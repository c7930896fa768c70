//! User repository.

use chrono::Utc;

use techshop_core::{Email, UserId};

use super::{Collection, JsonStore, RepositoryError};
use crate::models::user::{NewUser, User};

/// Collection name for users.
pub const COLLECTION: &str = "users";

/// Repository for user accounts.
#[derive(Clone)]
pub struct UserRepository {
    users: Collection<User>,
}

impl UserRepository {
    /// Create a repository over `store`.
    #[must_use]
    pub fn new(store: &JsonStore) -> Self {
        Self {
            users: store.collection(COLLECTION),
        }
    }

    /// Look up a user by ID.
    ///
    /// # Errors
    ///
    /// Returns `RepositoryError::Io`/`Corrupt` if the collection cannot be
    /// loaded.
    pub fn get(&self, id: UserId) -> Result<Option<User>, RepositoryError> {
        Ok(self.users.load()?.into_iter().find(|u| u.id == id))
    }

    /// Look up a user by email address.
    ///
    /// # Errors
    ///
    /// Returns `RepositoryError::Io`/`Corrupt` if the collection cannot be
    /// loaded.
    pub fn find_by_email(&self, email: &Email) -> Result<Option<User>, RepositoryError> {
        Ok(self.users.load()?.into_iter().find(|u| u.email == *email))
    }

    /// Look up a user by login identifier: email address or phone number.
    ///
    /// # Errors
    ///
    /// Returns `RepositoryError::Io`/`Corrupt` if the collection cannot be
    /// loaded.
    pub fn find_by_login(&self, login: &str) -> Result<Option<User>, RepositoryError> {
        Ok(self
            .users
            .load()?
            .into_iter()
            .find(|u| u.email.as_str() == login || u.phone.as_deref() == Some(login)))
    }

    /// Create a user with the next free ID.
    ///
    /// # Errors
    ///
    /// Returns `RepositoryError::Conflict` if the email is already
    /// registered.
    pub async fn create(&self, new: NewUser) -> Result<User, RepositoryError> {
        self.users
            .with_mut(|users| {
                if users.iter().any(|u| u.email == new.email) {
                    return Err(RepositoryError::Conflict(
                        "email already registered".to_owned(),
                    ));
                }

                let id = users.iter().map(|u| u.id.as_i32()).max().unwrap_or(0) + 1;
                let user = User {
                    id: UserId::new(id),
                    name: new.name,
                    email: new.email,
                    phone: new.phone,
                    password_hash: new.password_hash,
                    is_admin: new.is_admin,
                    created_at: Utc::now(),
                };
                users.push(user.clone());
                Ok(user)
            })
            .await
    }

    /// Update a user's profile fields.
    ///
    /// # Errors
    ///
    /// Returns `RepositoryError::NotFound` for an unknown ID and
    /// `RepositoryError::Conflict` if the new email belongs to another
    /// account.
    pub async fn update_profile(
        &self,
        id: UserId,
        name: String,
        email: Email,
        phone: Option<String>,
    ) -> Result<User, RepositoryError> {
        self.users
            .with_mut(|users| {
                if users.iter().any(|u| u.id != id && u.email == email) {
                    return Err(RepositoryError::Conflict(
                        "email already registered".to_owned(),
                    ));
                }

                let user = users
                    .iter_mut()
                    .find(|u| u.id == id)
                    .ok_or(RepositoryError::NotFound)?;
                user.name = name;
                user.email = email;
                user.phone = phone;
                Ok(user.clone())
            })
            .await
    }
}

#[cfg(test)]
#[allow(clippy::unwrap_used)]
mod tests {
    use super::*;

    fn new_user(name: &str, email: &str, phone: Option<&str>) -> NewUser {
        NewUser {
            name: name.to_string(),
            email: Email::parse(email).unwrap(),
            phone: phone.map(str::to_string),
            password_hash: "$argon2id$stub".to_string(),
            is_admin: false,
        }
    }

    #[tokio::test]
    async fn test_create_assigns_max_plus_one() {
        let repo = UserRepository::new(&JsonStore::in_memory());
        let first = repo
            .create(new_user("Amina", "amina@example.com", None))
            .await
            .unwrap();
        let second = repo
            .create(new_user("Karim", "karim@example.com", None))
            .await
            .unwrap();

        assert_eq!(first.id, UserId::new(1));
        assert_eq!(second.id, UserId::new(2));
    }

    #[tokio::test]
    async fn test_duplicate_email_rejected() {
        let repo = UserRepository::new(&JsonStore::in_memory());
        repo.create(new_user("Amina", "amina@example.com", None))
            .await
            .unwrap();

        let result = repo
            .create(new_user("Impostor", "amina@example.com", None))
            .await;
        assert!(matches!(result, Err(RepositoryError::Conflict(_))));

        // First account intact
        let existing = repo
            .find_by_email(&Email::parse("amina@example.com").unwrap())
            .unwrap()
            .unwrap();
        assert_eq!(existing.name, "Amina");
    }

    #[tokio::test]
    async fn test_find_by_login_email_or_phone() {
        let repo = UserRepository::new(&JsonStore::in_memory());
        repo.create(new_user("Amina", "amina@example.com", Some("0612345678")))
            .await
            .unwrap();

        assert!(repo.find_by_login("amina@example.com").unwrap().is_some());
        assert!(repo.find_by_login("0612345678").unwrap().is_some());
        assert!(repo.find_by_login("0699999999").unwrap().is_none());
    }

    #[tokio::test]
    async fn test_update_profile_email_conflict() {
        let repo = UserRepository::new(&JsonStore::in_memory());
        let amina = repo
            .create(new_user("Amina", "amina@example.com", None))
            .await
            .unwrap();
        repo.create(new_user("Karim", "karim@example.com", None))
            .await
            .unwrap();

        let result = repo
            .update_profile(
                amina.id,
                "Amina".to_string(),
                Email::parse("karim@example.com").unwrap(),
                None,
            )
            .await;
        assert!(matches!(result, Err(RepositoryError::Conflict(_))));

        // Updating to a new unique email works, including keeping your own
        let updated = repo
            .update_profile(
                amina.id,
                "Amina B".to_string(),
                Email::parse("amina@example.com").unwrap(),
                Some("0612345678".to_string()),
            )
            .await
            .unwrap();
        assert_eq!(updated.name, "Amina B");
    }
}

================================

TASK STATEMENT - Repeat the entries above verbatim, but only from the line that has "Ok(self.users.load()?.into_iter().find(|u| u.email == *email))" down to the line that has "pub fn find_by_login(&self, login: &str)", inclusive.

SOLUTION FOR THIS TASK -
        Ok(self.users.load()?.into_iter().find(|u| u.email == *email))
    }

    /// Look up a user by login identifier: email address or phone number.
    ///
    /// # Errors
    ///
    /// Returns `RepositoryError::Io`/`Corrupt` if the collection cannot be
    /// loaded.
    pub fn find_by_login(&self, login: &str) -> Result<Option<User>, RepositoryError> {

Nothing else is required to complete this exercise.